Unfortunately I have not been able to identify the author of this letter though we know he served in the 24th Massachusetts Infantry. He wrote the letter from the post hospital at St. Augustine where the regiment was garrisoned at the time. The content leads us to conclude that the soldier had served with the three-year regiment since it was organized and he does not seem to be inclined to re-enlist.
I attempted to identify the addressee — Mrs. Mary E. Smith of South Danvers. I believe this was Mary E. Taylor (1831-1879), the wife of John Mason Smith (1822-1881), and the daughter of David Taylor (1804-1886) and Mary Waldron Nourse. I could not find a soldier with the surname Taylor serving in the 24th Massachusetts that could connect to to this family, however. Perhaps someone else will be more fortunate.
Addressed to Mrs. Mary E. Smith, South Danvers, Massachusetts
Postmarked St. Augustine, Florida
St. Augustine, Florida
Saturday, December 19th 
Yours of November 17th arrived away down South on Thursday afternoon last. I am glad to learn that the family is not entirely broken up and that you had the most respectable part at your board on the anniversary of Thanksgiving. How sad it is to think that a family who but a few short years ago were wont to assemble around the family board and had lived together from childhood, prosperous and happy, should now that some had taken new homes, be so much at variance. It grieves me to think that the oldest and the most favored of all the rest, and to whose lot it had fallen to guide the feeble steps of our remaining parent to that home where every weary traveler finds rest from his labors, should be the one to cause his few remaining days to be spent in grief. Think of the care that has been bestowed on us from our birth. What more could have been asked for than we have received from them, and it has come our turn now to show our gratitude for the overwhelming favors we have received. Shame rests on Nancy and Alice that can never be erased.

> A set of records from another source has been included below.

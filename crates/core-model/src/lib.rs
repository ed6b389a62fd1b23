//! In-memory host: one text buffer with selections, undo history, a
//! viewport, an option store and a UI log.
//!
//! `MemoryHost` is what the `oxvi` binary edits files with and what the
//! interpreter tests drive. It implements every host capability
//! synchronously:
//!
//! * Edits go through [`UndoEngine`], which snapshots before the first edit of
//!   an edit group so a whole command undoes as one step.
//! * Selections are clamped to the buffer after every edit; the interpreter
//!   always sets fresh selections once it finishes a command.
//! * UI calls (bell, status messages, prompts, quick panels) are appended to
//!   [`UiLog`] so callers can inspect or answer them.
//! * A handful of native commands exist (`reindent`, `toggle_comment`,
//!   `write`, `goto`, `nohlsearch`); anything else is rejected with a vi-style
//!   error string.

use anyhow::Result;
use core_state::{
    BufferId, HostBuffer, HostUi, NativeCommand, PromptRequest, QuickPanelRequest, Region,
    ScrollAlign, SettingValue, Settings,
};
use core_text::{Buffer, Position, motion};
use std::collections::HashMap;
use std::ops::Range;
use std::path::PathBuf;
use tracing::{debug, info};

pub mod undo;
pub mod viewport;

pub use undo::{EditGroup, UNDO_HISTORY_MAX, UndoEngine};
pub use viewport::{Viewport, compute_scroll_intent};

/// Everything the engine asked the UI to do, in order.
#[derive(Debug, Default, Clone)]
pub struct UiLog {
    pub bells: usize,
    pub messages: Vec<String>,
    pub prompts: Vec<PromptRequest>,
    pub quick_panels: Vec<QuickPanelRequest>,
}

#[derive(Debug)]
pub struct MemoryHost {
    id: BufferId,
    buffer: Buffer,
    selections: Vec<Region>,
    undo: UndoEngine,
    viewport: Viewport,
    settings: HashMap<String, SettingValue>,
    path: Option<PathBuf>,
    pub ui: UiLog,
    /// Native commands run so far, successful or not.
    pub native_log: Vec<NativeCommand>,
}

impl MemoryHost {
    pub fn new(id: BufferId, name: &str, text: &str) -> Result<Self> {
        Ok(Self {
            id,
            buffer: Buffer::from_str(name, text)?,
            selections: vec![Region::caret(0)],
            undo: UndoEngine::new(),
            viewport: Viewport::default(),
            settings: HashMap::new(),
            path: None,
            ui: UiLog::default(),
            native_log: Vec::new(),
        })
    }

    /// Load `path` into a new host; `write` saves back to it.
    pub fn open(id: BufferId, path: PathBuf) -> Result<Self> {
        let text = if path.exists() {
            std::fs::read_to_string(&path)?
        } else {
            String::new()
        };
        let mut host = Self::new(id, &path.display().to_string(), &text)?;
        info!(target: "host.memory", path = %path.display(), bytes = text.len(), "buffer opened");
        host.path = Some(path);
        Ok(host)
    }

    pub fn with_settings<I>(mut self, settings: I) -> Self
    where
        I: IntoIterator<Item = (&'static str, SettingValue)>,
    {
        for (name, value) in settings {
            self.settings.insert(name.to_string(), value);
        }
        self
    }

    pub fn with_viewport_height(mut self, height: usize) -> Self {
        self.viewport = Viewport::new(height);
        self
    }

    pub fn contents(&self) -> String {
        self.buffer.text()
    }

    /// Caret end of the primary selection.
    pub fn caret(&self) -> usize {
        self.selections.first().map(|r| r.b).unwrap_or(0)
    }

    pub fn caret_position(&self) -> Position {
        self.buffer.position_of(self.caret())
    }

    pub fn set_caret(&mut self, offset: usize) {
        self.selections = vec![Region::caret(offset.min(self.buffer.len_bytes()))];
    }

    pub fn viewport(&self) -> Viewport {
        self.viewport
    }

    pub fn undo_engine(&self) -> &UndoEngine {
        &self.undo
    }

    fn before_edit(&mut self) {
        self.undo.before_edit(&self.buffer, &self.selections);
    }

    fn clamp_selections(&mut self) {
        let len = self.buffer.len_bytes();
        for r in &mut self.selections {
            r.a = r.a.min(len);
            r.b = r.b.min(len);
        }
    }

    fn line_args(&self, cmd: &NativeCommand) -> Result<(usize, usize), String> {
        let parse = |i: usize| -> Result<usize, String> {
            cmd.args
                .get(i)
                .ok_or_else(|| format!("{}: missing line argument", cmd.name))?
                .parse::<usize>()
                .map_err(|e| format!("{}: {e}", cmd.name))
        };
        let first = parse(0)?;
        let last = if cmd.args.len() > 1 { parse(1)? } else { first };
        let max = self.buffer.last_line();
        Ok((first.min(max), last.min(max)))
    }

    fn rewrite_lines(&mut self, first: usize, last: usize, f: impl Fn(usize, &str) -> String) {
        let start = self.buffer.line_start_offset(first);
        let mut out = String::new();
        for line in first..=last {
            let text = self.buffer.line_content(line);
            out.push_str(&f(line, &text));
            if line < last || self.buffer.line(last).is_some_and(|l| l.ends_with('\n')) {
                out.push('\n');
            }
        }
        let end = self.buffer.line_end_offset_inclusive(last);
        self.replace(start..end, &out);
    }

    /// Give each line the indentation of the nearest non-blank line above the
    /// range.
    fn reindent(&mut self, first: usize, last: usize) {
        let indent = (0..first)
            .rev()
            .find(|&l| !self.buffer.is_blank_line(l))
            .map(|l| {
                let text = self.buffer.line_content(l);
                text[..text.len() - text.trim_start().len()].to_string()
            })
            .unwrap_or_default();
        self.rewrite_lines(first, last, |_, text| {
            if text.trim().is_empty() {
                String::new()
            } else {
                format!("{indent}{}", text.trim_start())
            }
        });
    }

    fn toggle_comment(&mut self, first: usize, last: usize) {
        let prefix = match self.get("comment_prefix") {
            Some(SettingValue::Str(s)) => s,
            _ => "//".to_string(),
        };
        let lines: Vec<String> = (first..=last).map(|l| self.buffer.line_content(l)).collect();
        let commented = lines
            .iter()
            .filter(|l| !l.trim().is_empty())
            .all(|l| l.trim_start().starts_with(&prefix));
        let indent = lines
            .iter()
            .filter(|l| !l.trim().is_empty())
            .map(|l| l.len() - l.trim_start().len())
            .min()
            .unwrap_or(0);
        self.rewrite_lines(first, last, |_, text| {
            if text.trim().is_empty() {
                return text.to_string();
            }
            if commented {
                let lead = text.len() - text.trim_start().len();
                let rest = &text[lead + prefix.len()..];
                let rest = rest.strip_prefix(' ').unwrap_or(rest);
                format!("{}{rest}", &text[..lead])
            } else {
                format!("{}{prefix} {}", &text[..indent], &text[indent..])
            }
        });
    }

    fn write(&mut self, target: Option<&String>) -> Result<(), String> {
        let path = match (target, &self.path) {
            (Some(p), _) => PathBuf::from(p),
            (None, Some(p)) => p.clone(),
            (None, None) => return Err("E32: No file name".to_string()),
        };
        std::fs::write(&path, self.buffer.text()).map_err(|e| format!("E212: {e}"))?;
        info!(target: "host.memory", path = %path.display(), "buffer written");
        self.status_message(&format!(
            "\"{}\" {}L written",
            path.display(),
            self.buffer.content_line_count()
        ));
        Ok(())
    }
}

impl HostBuffer for MemoryHost {
    fn id(&self) -> BufferId {
        self.id
    }

    fn text(&self) -> &Buffer {
        &self.buffer
    }

    fn insert(&mut self, at: usize, text: &str) {
        self.before_edit();
        self.buffer.insert_str(at, text);
    }

    fn erase(&mut self, range: Range<usize>) {
        self.before_edit();
        self.buffer.delete_bytes(range.start, range.end);
        self.clamp_selections();
    }

    fn replace(&mut self, range: Range<usize>, text: &str) {
        self.before_edit();
        self.buffer.replace_bytes(range.start, range.end, text);
        self.clamp_selections();
    }

    fn get_selections(&self) -> Vec<Region> {
        self.selections.clone()
    }

    fn set_selections(&mut self, regions: Vec<Region>) {
        self.selections = regions;
        self.clamp_selections();
    }

    fn scroll_to(&mut self, offset: usize, align: ScrollAlign) {
        let line = self.buffer.position_of(offset).line;
        if self.viewport.align(line, align, self.buffer.last_line()) {
            debug!(target: "host.memory", first_line = self.viewport.first_line, ?align, "viewport_scrolled");
        }
    }

    fn viewport_extent(&self) -> (usize, usize) {
        self.viewport.extent(self.buffer.last_line())
    }

    fn begin_edit_group(&mut self) {
        self.undo.begin_group();
    }

    fn end_edit_group(&mut self) {
        self.undo.end_group();
    }

    fn undo(&mut self) -> bool {
        self.undo.undo(&mut self.buffer, &mut self.selections)
    }

    fn redo(&mut self) -> bool {
        self.undo.redo(&mut self.buffer, &mut self.selections)
    }

    fn run_native(&mut self, cmd: &NativeCommand) -> Result<(), String> {
        debug!(target: "host.memory", command = %cmd, "run_native");
        self.native_log.push(cmd.clone());
        match cmd.name.as_str() {
            "reindent" => {
                let (first, last) = self.line_args(cmd)?;
                self.reindent(first, last);
                Ok(())
            }
            "toggle_comment" => {
                let (first, last) = self.line_args(cmd)?;
                self.toggle_comment(first, last);
                Ok(())
            }
            "w" | "write" => self.write(cmd.args.first()),
            "goto" => {
                let line: usize = cmd
                    .args
                    .first()
                    .and_then(|a| a.parse().ok())
                    .ok_or_else(|| "goto: expected a line number".to_string())?;
                let line = line.saturating_sub(1).min(self.buffer.last_line());
                let pos = motion::first_non_blank(&self.buffer, line);
                let offset = self.buffer.offset_of(pos);
                self.set_caret(offset);
                self.scroll_to(offset, ScrollAlign::Visible);
                Ok(())
            }
            "noh" | "nohlsearch" => Ok(()),
            _ => Err(format!("E492: Not an editor command: {cmd}")),
        }
    }
}

impl HostUi for MemoryHost {
    fn show_prompt(&mut self, request: PromptRequest) {
        debug!(target: "host.memory", kind = ?request.kind, "show_prompt");
        self.ui.prompts.push(request);
    }

    fn show_quick_panel(&mut self, request: QuickPanelRequest) {
        debug!(target: "host.memory", items = request.items.len(), "show_quick_panel");
        self.ui.quick_panels.push(request);
    }

    fn bell(&mut self) {
        self.ui.bells += 1;
    }

    fn status_message(&mut self, text: &str) {
        self.ui.messages.push(text.to_string());
    }
}

impl Settings for MemoryHost {
    fn get(&self, name: &str) -> Option<SettingValue> {
        self.settings.get(name).cloned()
    }

    fn set(&mut self, name: &str, value: SettingValue) {
        debug!(target: "host.memory", name, %value, "setting changed");
        self.settings.insert(name.to_string(), value);
    }
}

What can I say of an Uncle that will so far degrade himself by giving vent to a fiery temper, as to call without a blush, one of his own blood, one that always had felt anxious for his welfare, one that has passed away from earth leaving none among the large circle that could ever say she had wronged them. Surely if ever a Christian lived, one was found in her. Although he knew not what he uttered, it has passed from his lips and never can it be recalled. Miserable man, shut yourself up in some closet where no light can ever enter to reveal the image of him that has let fall from his tongue the vilest language, while at the same time he cast his poison on the ones he sought to befriend as well as on the one he thought to abuse. He is an old man but had I stood in my brother’s shoes, I fear he would have measured his length on the ground where he stood. I am glad that no notice was taken of it, however, for when he reflects, the greater will be his shame.

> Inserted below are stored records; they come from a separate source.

impl MappingTable {
    /// An empty table; see [`MappingTable::with_builtins`].
    pub fn new() -> Self {
        Self::default()
    }

    /// The table with every built-in command registered.
    pub fn with_builtins() -> Self {
        let mut table = Self::new();
        register_builtins(&mut table);
        debug!(
            target: "keymap.resolve",
            normal = table.builtin.get(&Mode::Normal).map_or(0, MappingTrie::len),
            "builtins registered"
        );
        table
    }

    /// Register a built-in command for every mode in `modes`.
    pub fn register(&mut self, seq: &[KeyToken], modes: ModeSet, def: CommandDef) {
        for mode in MAPPED_MODES.iter().filter(|m| modes.contains_mode(**m)) {
            self.builtin
                .entry(*mode)
                .or_default()
                .insert(seq, def.clone());
        }
    }

    /// Add a user remap `lhs -> rhs` in `modes`.
    pub fn remap(&mut self, lhs: &[KeyToken], modes: ModeSet, rhs: Vec<KeyToken>) {
        debug!(
            target: "keymap.remap",
            lhs = %core_events::to_notation(lhs),
            rhs = %core_events::to_notation(&rhs),
            modes = ?modes,
            "remap"
        );
        for mode in MAPPED_MODES.iter().filter(|m| modes.contains_mode(**m)) {
            self.user.entry(*mode).or_default().insert(lhs, rhs.clone());
        }
    }

    /// Remove user remaps for `lhs`. Returns whether any mode had one.
    pub fn unmap(&mut self, lhs: &[KeyToken], modes: ModeSet) -> bool {
        let mut removed = false;
        for mode in MAPPED_MODES.iter().filter(|m| modes.contains_mode(**m)) {
            if let Some(trie) = self.user.get_mut(mode) {
                removed |= trie.remove(lhs).is_some();
            }
        }
        debug!(target: "keymap.remap", lhs = %core_events::to_notation(lhs), removed, "unmap");
        removed
    }

    pub fn user_remaps(&self, mode: Mode) -> Vec<(Vec<KeyToken>, Vec<KeyToken>)> {
        self.user
            .get(&mode)
            .map(|t| {
                t.entries()
                    .into_iter()
                    .map(|(lhs, rhs)| (lhs, rhs.clone()))
                    .collect()
            })
            .unwrap_or_default()
    }

    pub fn builtin(&self, mode: Mode, seq: &[KeyToken]) -> Option<&CommandDef> {
        self.builtin.get(&mode)?.get(seq)
    }

    /// Resolve `keys` for `mode`. User remaps are consulted first when
    /// `check_user` is set and the session has not disabled them.
    pub fn resolve_keys(&self, mode: Mode, keys: &[KeyToken], check_user: bool) -> Resolution {
        if check_user && let Some(user) = self.user.get(&mode) {
            match user.walk(keys) {
                Walk::Matched { consumed, target } => {
                    trace!(target: "keymap.resolve", %mode, consumed, "user mapping");
                    return Resolution::Resolved {
                        target: Target::Expansion(target.clone()),
                        consumed,
                        user: true,
                    };
                }
                Walk::NeedMore => return Resolution::Incomplete,
                Walk::NoMatch => {}
            }
        }
        let Some(builtin) = self.builtin.get(&mode) else {
            return Resolution::Missing;
        };
        match builtin.walk(keys) {
            Walk::Matched { consumed, target } => Resolution::Resolved {
                target: Target::Command(target.clone()),
                consumed,
                user: false,
            },
            Walk::NeedMore => Resolution::Incomplete,
            Walk::NoMatch => Resolution::Missing,
        }
    }

    /// Resolve the session's partial sequence in its current mode.
    pub fn resolve(&self, state: &SessionState, check_user_mappings: bool) -> Resolution {
        self.resolve_keys(
            state.mode,
            &state.partial_sequence,
            check_user_mappings && state.user_mappings_enabled,
        )
    }
}

#[cfg(test)]
mod tests {
    use super::*;
    use core_events::parse_notation;
    use core_state::{BufferId, MotionKind, OperatorKind};
    use pretty_assertions::assert_eq;

    fn keys(s: &str) -> Vec<KeyToken> {
        parse_notation(s).unwrap()
    }

    fn name_of(res: &Resolution) -> Option<&'static str> {
        match res {
            Resolution::Resolved {
                target: Target::Command(def),
                ..
            } => Some(def.name()),
            _ => None,
        }
    }

    #[test]
    fn single_key_match() {
        let mut trie = MappingTrie::new();
        trie.insert(&keys("w"), 1);
        assert_eq!(
            trie.walk(&keys("w")),
            Walk::Matched {
                consumed: 1,
                target: &1
            }
        );
        assert_eq!(trie.walk(&keys("z")), Walk::NoMatch);
    }

    #[test]
    fn prefix_of_longer_mapping_needs_more() {
        let mut trie = MappingTrie::new();
        trie.insert(&keys("d"), 1);
        trie.insert(&keys("ds"), 2);
        assert_eq!(trie.walk(&keys("d")), Walk::NeedMore);
        assert_eq!(
            trie.walk(&keys("ds")),
            Walk::Matched {
                consumed: 2,
                target: &2
            }
        );
        // falling off after a terminal resolves the shorter mapping
        assert_eq!(
            trie.walk(&keys("dw")),
            Walk::Matched {
                consumed: 1,
                target: &1
            }
        );
    }

    #[test]
    fn removed_branch_stops_being_a_prefix() {
        let mut trie = MappingTrie::new();
        trie.insert(&keys("j"), 1);
        trie.insert(&keys("jk"), 2);
        assert_eq!(trie.remove(&keys("jk")), Some(2));
        assert_eq!(trie.len(), 1);
        assert_eq!(
            trie.walk(&keys("j")),
            Walk::Matched {
                consumed: 1,
                target: &1
            }
        );
        assert_eq!(trie.remove(&keys("x")), None);
    }

    #[test]
    fn insert_replaces_and_lists() {
        let mut trie = MappingTrie::new();
        assert_eq!(trie.insert(&keys("<C-w>h"), 'a'), None);
        assert_eq!(trie.insert(&keys("<C-w>h"), 'b'), Some('a'));
        let entries = trie.entries();
        assert_eq!(entries, vec![(keys("<C-w>h"), &'b')]);
    }

    #[test]
    fn builtins_resolve_per_mode() {
        let table = MappingTable::with_builtins();
        let w = table.resolve_keys(Mode::Normal, &keys("w"), true);
        assert_eq!(name_of(&w), Some("word-forward"));
        assert_eq!(
            table.resolve_keys(Mode::Normal, &keys("g"), true),
            Resolution::Incomplete
        );
        assert_eq!(
            name_of(&table.resolve_keys(Mode::Normal, &keys("gg"), true)),
            Some("goto-first-line")
        );
        // text objects only exist after an operator or in visual modes
        match table.resolve_keys(Mode::Normal, &keys("iw"), true) {
            res @ Resolution::Resolved { consumed: 1, .. } => {
                assert_eq!(name_of(&res), Some("insert"))
            }
            other => panic!("expected insert, got {:?}", other),
        }
        assert_eq!(
            name_of(&table.resolve_keys(Mode::OperatorPending, &keys("iw"), true)),
            Some("inner-word")
        );
        assert_eq!(
            table.resolve_keys(Mode::Normal, &keys("<F9>"), true),
            Resolution::Missing
        );
    }

    #[test]
    fn operator_then_motion_falls_back_to_operator() {
        let table = MappingTable::with_builtins();
        match table.resolve_keys(Mode::Normal, &keys("dw"), true) {
            Resolution::Resolved {
                target: Target::Command(CommandDef::Operator { op, .. }),
                consumed,
                ..
            } => {
                assert_eq!(op, OperatorKind::Delete);
                assert_eq!(consumed, 1);
            }
            other => panic!("expected delete operator, got {:?}", other),
        }
        match table.resolve_keys(Mode::OperatorPending, &keys("d"), true) {
            Resolution::Resolved {
                target:
                    Target::Command(CommandDef::Motion {
                        motion: MotionKind::CurrentLine { key },
                        ..
                    }),
                ..
            } => assert_eq!(key, "d"),
            other => panic!("expected current-line motion, got {:?}", other),
        }
    }

    #[test]
    fn user_remap_wins_and_can_be_disabled() {
        let mut table = MappingTable::with_builtins();
        table.remap(&keys("j"), ModeSet::NORMAL, keys("gg"));
        assert_eq!(
            table.resolve_keys(Mode::Normal, &keys("j"), true),
            Resolution::Resolved {
                target: Target::Expansion(keys("gg")),
                consumed: 1,
                user: true,
            }
        );
        assert_eq!(
            name_of(&table.resolve_keys(Mode::Normal, &keys("j"), false)),
            Some("down")
        );
        let mut state = SessionState::new(BufferId(0));
        state.partial_sequence = keys("j");
        state.user_mappings_enabled = false;
        assert_eq!(name_of(&table.resolve(&state, true)), Some("down"));
        assert!(table.unmap(&keys("j"), ModeSet::NORMAL));
        assert!(!table.unmap(&keys("j"), ModeSet::NORMAL));
        assert!(table.user_remaps(Mode::Normal).is_empty());
    }

    #[test]
    fn insert_remap_prefix_is_incomplete() {
        let mut table = MappingTable::with_builtins();
        table.remap(&keys("jk"), ModeSet::INSERT, keys("<Esc>"));
        assert_eq!(
            table.resolve_keys(Mode::Insert, &keys("j"), true),
            Resolution::Incomplete
        );
        assert_eq!(
            table.resolve_keys(Mode::Insert, &keys("jx"), true),
            Resolution::Missing
        );
        assert_eq!(
            table.user_remaps(Mode::Insert),
            vec![(keys("jk"), keys("<Esc>"))]
        );
    }

    mod props {
        use super::*;
        use proptest::prelude::*;

        fn seq() -> impl Strategy<Value = Vec<KeyToken>> {
            proptest::collection::vec(proptest::char::range('a', 'd').prop_map(KeyToken::Char), 1..5)
        }

        fn trie_of(seqs: &[Vec<KeyToken>]) -> MappingTrie<usize> {
            let mut trie = MappingTrie::new();
            for (i, s) in seqs.iter().enumerate() {
                trie.insert(s, i);
            }
            trie
        }

        proptest! {
            #[test]
            fn walk_matches_a_mapped_prefix_of_the_input(
                seqs in proptest::collection::vec(seq(), 0..8),
                input in seq(),
            ) {
                let trie = trie_of(&seqs);
                if let Walk::Matched { consumed, target } = trie.walk(&input) {
                    prop_assert!(consumed >= 1 && consumed <= input.len());
                    prop_assert_eq!(trie.get(&input[..consumed]), Some(target));
                }
            }

            #[test]
            fn insert_then_remove_restores_the_trie(
                seqs in proptest::collection::vec(seq(), 0..8),
                extra in seq(),
                input in seq(),
            ) {
                let mut trie = trie_of(&seqs);
                prop_assume!(trie.get(&extra).is_none());
                let before_entries: Vec<(Vec<KeyToken>, usize)> =
                    trie.entries().into_iter().map(|(k, v)| (k, *v)).collect();
                let before_walk = format!("{:?}", trie.walk(&input));
                let before_len = trie.len();

                prop_assert_eq!(trie.insert(&extra, usize::MAX), None);
                prop_assert_eq!(trie.remove(&extra), Some(usize::MAX));

                let after_entries: Vec<(Vec<KeyToken>, usize)> =
                    trie.entries().into_iter().map(|(k, v)| (k, *v)).collect();
                prop_assert_eq!(before_entries, after_entries);
                prop_assert_eq!(before_walk, format!("{:?}", trie.walk(&input)));
                prop_assert_eq!(before_len, trie.len());
            }
        }
    }
}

You speak about my getting a furlough. Have you not become aware that I belong to the 24th Regiment and that it is almost impossible for a man without the use of his legs and arms to get a furlough or a discharge? About the Veteran Regiment, if you at home could only realize what the three years troops have been through, you would never say a word to one of them about re-enlisting without you first knew his mind. If three years service does not satisfy the army at home, they must take to the field themselves.
I came back to my summer residence again yesterday, having had chills for four days in succession. I took a couple of camphor and opium pills last night — one at 8 and another at 9 o’clock, and having a comfortable bed and a warm room, had a good night’s rest.
Sunday, December 27th 1863
I am still in the hospital but am feeling better today than any time since I have been in this place. What should you think at home this time of year to see a running rose bush full of buds and blossoming out in the open air? Such is the case at my residence. A large horse shoe geranium is also in bloom and everything is as pleasant as June generally is in Massachusetts. But for all their fine weather, give me the opportunity of getting home and I would not be long in improving it, I assure you. We have been looking for a boat but none as yet is in sight.